How many more of these warnings do we need before we start to acknowledge there is something fundamentally wrong in the way that we are doing schooling in this country nowadays? 

Today it’s maths results. Last year it was Year 9s to 13s slipping behind their peers in science and maths. The year before it was 15-year-olds falling behind in reading maths and science.

Our kids seem to be getting a schooling that is, on average, not as good as the one we got. 

So what are we going to do about it? How much more are we going to talk about this and leave it for the Education Ministry to fix given they are the ones who seem to have caused the problem in the first place. 
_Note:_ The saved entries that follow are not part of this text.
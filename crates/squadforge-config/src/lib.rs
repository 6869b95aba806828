//! Configuration system for SquadForge.
//!
//! Load selection settings and named formations from TOML (or YAML) files so
//! a team's usual shape and thresholds live outside the command line.
//!
//! # Examples
//!
//! Load configuration from a TOML string:
//!
//! ```
//! use squadforge_config::SelectorConfig;
//! use std::time::Duration;
//!
//! let config = SelectorConfig::from_toml_str(r#"
//!     threshold_offset = 0.75
//!     mean_age_limit = 27.5
//!
//!     [solver]
//!     seconds_spent_limit = 30
//!
//!     [formations.Valencia]
//!     gkd = 1
//!     cdd = 2
//!     afa = 1
//! "#).unwrap();
//!
//! assert_eq!(config.threshold_offset, 0.75);
//! assert_eq!(config.solver.time_limit(), Some(Duration::from_secs(30)));
//!
//! let formation = config.formation("Valencia").unwrap().to_formation().unwrap();
//! assert_eq!(formation.to_string(), "gkd=1 cdd=2 afa=1");
//! ```
//!
//! Use the default config when the file is missing:
//!
//! ```
//! use squadforge_config::SelectorConfig;
//!
//! let config = SelectorConfig::load("squadforge.toml").unwrap_or_default();
//! assert_eq!(config.squad_count, 3);
//! ```

mod formation;

#[cfg(test)]
mod tests;

use std::collections::BTreeMap;
use std::path::Path;
use std::time::Duration;

use serde::{Deserialize, Serialize};
use thiserror::Error;

pub use formation::FormationConfig;

/// Column holding each player's best role score in roster exports.
pub const DEFAULT_SCORE_ATTRIBUTE: &str = "Highest Role Score";

/// Configuration error
#[derive(Debug, Error)]
pub enum ConfigError {
    #[error("IO error: {0}")]
    Io(#[from] std::io::Error),

    #[error("TOML parse error: {0}")]
    Toml(#[from] toml::de::Error),

    #[error("YAML parse error: {0}")]
    Yaml(#[from] serde_yaml::Error),

    #[error("Invalid configuration: {0}")]
    Invalid(String),
}

/// Main selection configuration.
#[derive(Debug, Clone, PartialEq, Deserialize, Serialize)]
#[serde(rename_all = "snake_case")]
pub struct SelectorConfig {
    /// Anchor column for threshold suppression.
    #[serde(default = "default_score_attribute")]
    pub score_attribute: String,

    /// Scores strictly below `anchor - threshold_offset` are zeroed.
    #[serde(default = "default_threshold_offset")]
    pub threshold_offset: f64,

    /// Number of squads in a series.
    #[serde(default = "default_squad_count")]
    pub squad_count: usize,

    /// Zero role scores the player's listed positions cannot cover.
    #[serde(default)]
    pub use_positions: bool,

    /// Select from a nationality instead of a club.
    #[serde(default)]
    pub national_squad: bool,

    /// Upper bound on each squad's mean age.
    #[serde(default)]
    pub mean_age_limit: Option<f64>,

    /// Optimizer budgets.
    #[serde(default)]
    pub solver: SolverLimitsConfig,

    /// Named formations, keyed by team.
    #[serde(default)]
    pub formations: BTreeMap<String, FormationConfig>,
}

fn default_score_attribute() -> String {
    DEFAULT_SCORE_ATTRIBUTE.to_string()
}

fn default_threshold_offset() -> f64 {
    0.5
}

fn default_squad_count() -> usize {
    3
}

impl Default for SelectorConfig {
    fn default() -> Self {
        Self {
            score_attribute: default_score_attribute(),
            threshold_offset: default_threshold_offset(),
            squad_count: default_squad_count(),
            use_positions: false,
            national_squad: false,
            mean_age_limit: None,
            solver: SolverLimitsConfig::default(),
            formations: BTreeMap::new(),
        }
    }
}

impl SelectorConfig {
    /// Creates a new default configuration.
    pub fn new() -> Self {
        Self::default()
    }

    /// Loads configuration from a TOML file.
    ///
    /// # Errors
    ///
    /// Returns error if file doesn't exist, contains invalid TOML or fails validation.
    pub fn load(path: impl AsRef<Path>) -> Result<Self, ConfigError> {
        Self::from_toml_file(path)
    }

    /// Loads configuration from a TOML file.
    pub fn from_toml_file(path: impl AsRef<Path>) -> Result<Self, ConfigError> {
        let contents = std::fs::read_to_string(path)?;
        Self::from_toml_str(&contents)
    }

    /// Parses configuration from a TOML string.
    pub fn from_toml_str(s: &str) -> Result<Self, ConfigError> {
        let config: Self = toml::from_str(s)?;
        config.validate()?;
        Ok(config)
    }

    /// Loads configuration from a YAML file.
    pub fn from_yaml_file(path: impl AsRef<Path>) -> Result<Self, ConfigError> {
        let contents = std::fs::read_to_string(path)?;
        Self::from_yaml_str(&contents)
    }

    /// Parses configuration from a YAML string.
    pub fn from_yaml_str(s: &str) -> Result<Self, ConfigError> {
        let config: Self = serde_yaml::from_str(s)?;
        config.validate()?;
        Ok(config)
    }

    /// Checks values serde cannot: finiteness and positive counts.
    pub fn validate(&self) -> Result<(), ConfigError> {
        if !self.threshold_offset.is_finite() {
            return Err(ConfigError::Invalid(format!(
                "threshold_offset must be finite, got {}",
                self.threshold_offset
            )));
        }
        if self.squad_count == 0 {
            return Err(ConfigError::Invalid(
                "squad_count must be at least 1".to_string(),
            ));
        }
        if let Some(limit) = self.mean_age_limit {
            if !limit.is_finite() || limit <= 0.0 {
                return Err(ConfigError::Invalid(format!(
                    "mean_age_limit must be a positive number, got {}",
                    limit
                )));
            }
        }
        if self.score_attribute.is_empty() {
            return Err(ConfigError::Invalid(
                "score_attribute must not be empty".to_string(),
            ));
        }
        Ok(())
    }

    /// Sets the threshold offset.
    pub fn with_threshold_offset(mut self, offset: f64) -> Self {
        self.threshold_offset = offset;
        self
    }

    /// Sets the number of squads in a series.
    pub fn with_squad_count(mut self, count: usize) -> Self {
        self.squad_count = count;
        self
    }

    /// Sets the mean age limit.
    pub fn with_mean_age_limit(mut self, limit: f64) -> Self {
        self.mean_age_limit = Some(limit);
        self
    }

    /// Enables or disables position filtering.
    pub fn with_use_positions(mut self, enabled: bool) -> Self {
        self.use_positions = enabled;
        self
    }

    /// Selects by nationality instead of club.
    pub fn with_national_squad(mut self, enabled: bool) -> Self {
        self.national_squad = enabled;
        self
    }

    /// Registers a named formation.
    pub fn with_formation(mut self, team: impl Into<String>, formation: FormationConfig) -> Self {
        self.formations.insert(team.into(), formation);
        self
    }

    /// Formation registered for `team`, matched exactly.
    pub fn formation(&self, team: &str) -> Option<&FormationConfig> {
        self.formations.get(team)
    }
}

/// Optimizer budgets.
#[derive(Debug, Clone, PartialEq, Eq, Deserialize, Serialize)]
#[serde(rename_all = "snake_case")]
pub struct SolverLimitsConfig {
    /// Maximum branch-and-bound nodes per squad.
    #[serde(default)]
    pub node_limit: Option<u64>,

    /// Wall-clock budget per squad, in seconds.
    #[serde(default)]
    pub seconds_spent_limit: Option<u64>,

    /// Silence backend logging while it runs.
    #[serde(default = "default_quiet")]
    pub quiet: bool,
}

fn default_quiet() -> bool {
    true
}

impl Default for SolverLimitsConfig {
    fn default() -> Self {
        Self {
            node_limit: None,
            seconds_spent_limit: None,
            quiet: default_quiet(),
        }
    }
}

impl SolverLimitsConfig {
    /// Returns the time limit as a Duration, if configured.
    pub fn time_limit(&self) -> Option<Duration> {
        self.seconds_spent_limit.map(Duration::from_secs)
    }
}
There are a bunch of solutions just waiting to be adopted. 

First of all, teacher training. You talk to educators they tell you teacher training isn’t up to scratch.

It’s been subsumed into universities so it becomes a book-learned thing instead of a hands-on thing. They say teaching should be learned at schools by junior teachers learning from senior teachers. 

Second, cut the nonsense experimenting with kids.  Creative learning, abandoning phonics. Cut that out. Teaching the basics works, so let’s stick to it. 

And finally, let’s pay our teachers properly. We pay our teachers poorly.

This should be a profession that’s attractive to the best and brightest young Kiwis. If they’re specialised, in areas like maths, they should be rewarded properly for it. 

We have enough research now to suggest here is a relationship between lifting teachers’ pay and student achievement. Let’s pay them what they’re worth, even if means busting up this union stranglehold on the profession. 

Is there any job more important to shaping the future of our workforce? These people are literally shaping our country’s future by teaching the kids that will one day run this place. 

Right now, we have reason to be concerned about the education we’re providing for this country’s future leaders.